- SUPPLIED ENTRIES -
//! In-memory user directory.
//!
//! Messages only carry a `UserId` for their sender; this index is where that
//! id gets turned back into a `User`.

use std::collections::HashMap;

use parley_types::{Message, User, UserId};
use thiserror::Error;
use tracing::debug;

#[derive(Debug, Error)]
pub enum DirectoryError {
    #[error("user {0} is already registered")]
    DuplicateUser(UserId),

    #[error("message {message} names unknown sender {sender}")]
    UnknownSender { message: String, sender: UserId },
}

#[derive(Debug)]
pub struct Directory<R> {
    users: HashMap<UserId, User<R>>,
}

impl<R> Default for Directory<R> {
    fn default() -> Self {
        Self::new()
    }
}

impl<R> Directory<R> {
    pub fn new() -> Self {
        Self {
            users: HashMap::new(),
        }
    }

    /// Builds a directory, stopping at the first repeated id.
    pub fn from_users<I>(users: I) -> Result<Self, DirectoryError>
    where
        I: IntoIterator<Item = User<R>>,
    {
        let mut directory = Self::new();
        for user in users {
            directory.insert(user)?;
        }
        Ok(directory)
    }

    /// The first user registered under an id wins.
    pub fn insert(&mut self, user: User<R>) -> Result<(), DirectoryError> {
        if self.users.contains_key(user.id()) {
            return Err(DirectoryError::DuplicateUser(user.id().clone()));
        }
        debug!(user_id = %user.id(), "user registered");
        self.users.insert(user.id().clone(), user);
        Ok(())
    }

    pub fn get(&self, id: &UserId) -> Option<&User<R>> {
        self.users.get(id)
    }

    pub fn contains(&self, id: &UserId) -> bool {
        self.users.contains_key(id)
    }

    pub fn len(&self) -> usize {
        self.users.len()
    }

    pub fn is_empty(&self) -> bool {
        self.users.is_empty()
    }

    pub fn users(&self) -> impl Iterator<Item = &User<R>> {
        self.users.values()
    }

    pub fn resolve_sender<T>(&self, message: &Message<T>) -> Result<&User<R>, DirectoryError> {
        self.get(message.sender_id())
            .ok_or_else(|| DirectoryError::UnknownSender {
                message: message.id().to_string(),
                sender: message.sender_id().clone(),
            })
    }

    /// Messages whose sender is not in the directory, in input order.
    pub fn dangling<'a, T, I>(&self, messages: I) -> Vec<&'a Message<T>>
    where
        T: 'a,
        I: IntoIterator<Item = &'a Message<T>>,
    {
        messages
            .into_iter()
            .filter(|message| !self.contains(message.sender_id()))
            .collect()
    }
}
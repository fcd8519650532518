mod config;
mod inspect;

use anyhow::Context;
use tracing::info;

use crate::config::Config;
use crate::inspect::{Bundle, inspect};

fn main() -> anyhow::Result<()> {
    // Load .env if present
    let _ = dotenvy::dotenv();

    // Logs go to stderr; stdout is the report
    tracing_subscriber::fmt()
        .with_writer(std::io::stderr)
        .with_env_filter(
            tracing_subscriber::EnvFilter::try_from_default_env()
                .unwrap_or_else(|_| "parley_inspect=info,parley_directory=info".into()),
        )
        .init();

    let config = Config::from_env(std::env::args().nth(1))?;

    let text = std::fs::read_to_string(&config.input)
        .with_context(|| format!("failed to read {}", config.input.display()))?;
    let bundle: Bundle = serde_json::from_str(&text)
        .with_context(|| format!("{} is not a bundle", config.input.display()))?;

    info!(
        "Inspecting {} ({} users, {} messages)",
        config.input.display(),
        bundle.users.len(),
        bundle.messages.len()
    );

    let report = inspect(bundle, &config.message_types, &config.user_roles);

    let out = if config.pretty {
        serde_json::to_string_pretty(&report)?
    } else {
        serde_json::to_string(&report)?
    };
    println!("{out}");

    info!("{} problem(s) found", report.problems.len());
    if !report.is_clean() {
        std::process::exit(1);
    }

    Ok(())
}
use serde::de::DeserializeOwned;
use serde::{Deserialize, Serialize};
use serde_json::Value;
use tracing::{debug, warn};

use parley_directory::Directory;
use parley_types::codec;
use parley_types::{Message, MessageType, ShapeError, User, UserRole, Vocabulary};

/// Input file: raw user and message records, checked one at a time.
#[derive(Debug, Deserialize)]
#[serde(deny_unknown_fields)]
pub struct Bundle {
    #[serde(default)]
    pub users: Vec<Value>,
    #[serde(default)]
    pub messages: Vec<Value>,
}

#[derive(Debug, Clone, Copy, PartialEq, Eq, Serialize)]
#[serde(rename_all = "lowercase")]
pub enum Entity {
    User,
    Message,
}

#[derive(Debug, Serialize)]
#[serde(rename_all = "camelCase")]
pub struct Problem {
    pub entity: Entity,
    pub index: usize,
    #[serde(skip_serializing_if = "Option::is_none")]
    pub id: Option<String>,
    pub reason: String,
}

#[derive(Debug, Serialize)]
#[serde(rename_all = "camelCase")]
pub struct Report {
    pub users_checked: usize,
    pub messages_checked: usize,
    pub problems: Vec<Problem>,
}

impl Report {
    pub fn is_clean(&self) -> bool {
        self.problems.is_empty()
    }
}

struct Problems(Vec<Problem>);

impl Problems {
    fn push(&mut self, entity: Entity, index: usize, id: Option<String>, reason: impl ToString) {
        let reason = reason.to_string();
        warn!(?entity, index, id = id.as_deref().unwrap_or("-"), "{}", reason);
        self.0.push(Problem {
            entity,
            index,
            id,
            reason,
        });
    }
}

fn raw_id(raw: &Value) -> Option<String> {
    raw.get("id").and_then(Value::as_str).map(str::to_owned)
}

fn decode<T: DeserializeOwned>(raw: Value) -> Result<T, ShapeError> {
    match raw {
        Value::Object(record) => codec::from_record(record),
        _ => Err(ShapeError::NotARecord),
    }
}

/// Users with an unknown role still go into the directory so their messages
/// are not reported a second time.
pub fn inspect(bundle: Bundle, types: &Vocabulary, roles: &Vocabulary) -> Report {
    let users_checked = bundle.users.len();
    let messages_checked = bundle.messages.len();
    let mut problems = Problems(Vec::new());
    let mut directory = Directory::new();

    for (index, raw) in bundle.users.into_iter().enumerate() {
        let id = raw_id(&raw);
        let user: User<UserRole> = match decode(raw) {
            Ok(user) => user,
            Err(e) => {
                problems.push(Entity::User, index, id, e);
                continue;
            }
        };

        if let Err(e) = user.check(roles) {
            problems.push(Entity::User, index, id.clone(), e);
        }
        if let Err(e) = directory.insert(user) {
            problems.push(Entity::User, index, id, e);
        }
    }

    for (index, raw) in bundle.messages.into_iter().enumerate() {
        let id = raw_id(&raw);
        let message: Message<MessageType> = match decode(raw) {
            Ok(message) => message,
            Err(e) => {
                problems.push(Entity::Message, index, id, e);
                continue;
            }
        };

        if let Err(e) = message.check(types) {
            problems.push(Entity::Message, index, id.clone(), e);
        }
        match directory.resolve_sender(&message) {
            Ok(sender) => debug!(message_id = %message.id(), sender = sender.name(), "sender resolved"),
            Err(e) => problems.push(Entity::Message, index, id, e),
        }
    }

    Report {
        users_checked,
        messages_checked,
        problems: problems.0,
    }
}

- YOUR INSTRUCTIONS -
In the listing above, transcribe exactly everything from the line containing "fn decode<T: DeserializeOwned>(raw: Value)" down to the line containing "Ok(sender) => debug!(message_id", including both and nothing more.

- SOLVED EXERCISE -
fn decode<T: DeserializeOwned>(raw: Value) -> Result<T, ShapeError> {
    match raw {
        Value::Object(record) => codec::from_record(record),
        _ => Err(ShapeError::NotARecord),
    }
}

/// Users with an unknown role still go into the directory so their messages
/// are not reported a second time.
pub fn inspect(bundle: Bundle, types: &Vocabulary, roles: &Vocabulary) -> Report {
    let users_checked = bundle.users.len();
    let messages_checked = bundle.messages.len();
    let mut problems = Problems(Vec::new());
    let mut directory = Directory::new();

    for (index, raw) in bundle.users.into_iter().enumerate() {
        let id = raw_id(&raw);
        let user: User<UserRole> = match decode(raw) {
            Ok(user) => user,
            Err(e) => {
                problems.push(Entity::User, index, id, e);
                continue;
            }
        };

        if let Err(e) = user.check(roles) {
            problems.push(Entity::User, index, id.clone(), e);
        }
        if let Err(e) = directory.insert(user) {
            problems.push(Entity::User, index, id, e);
        }
    }

    for (index, raw) in bundle.messages.into_iter().enumerate() {
        let id = raw_id(&raw);
        let message: Message<MessageType> = match decode(raw) {
            Ok(message) => message,
            Err(e) => {
                problems.push(Entity::Message, index, id, e);
                continue;
            }
        };

        if let Err(e) = message.check(types) {
            problems.push(Entity::Message, index, id.clone(), e);
        }
        match directory.resolve_sender(&message) {
            Ok(sender) => debug!(message_id = %message.id(), sender = sender.name(), "sender resolved"),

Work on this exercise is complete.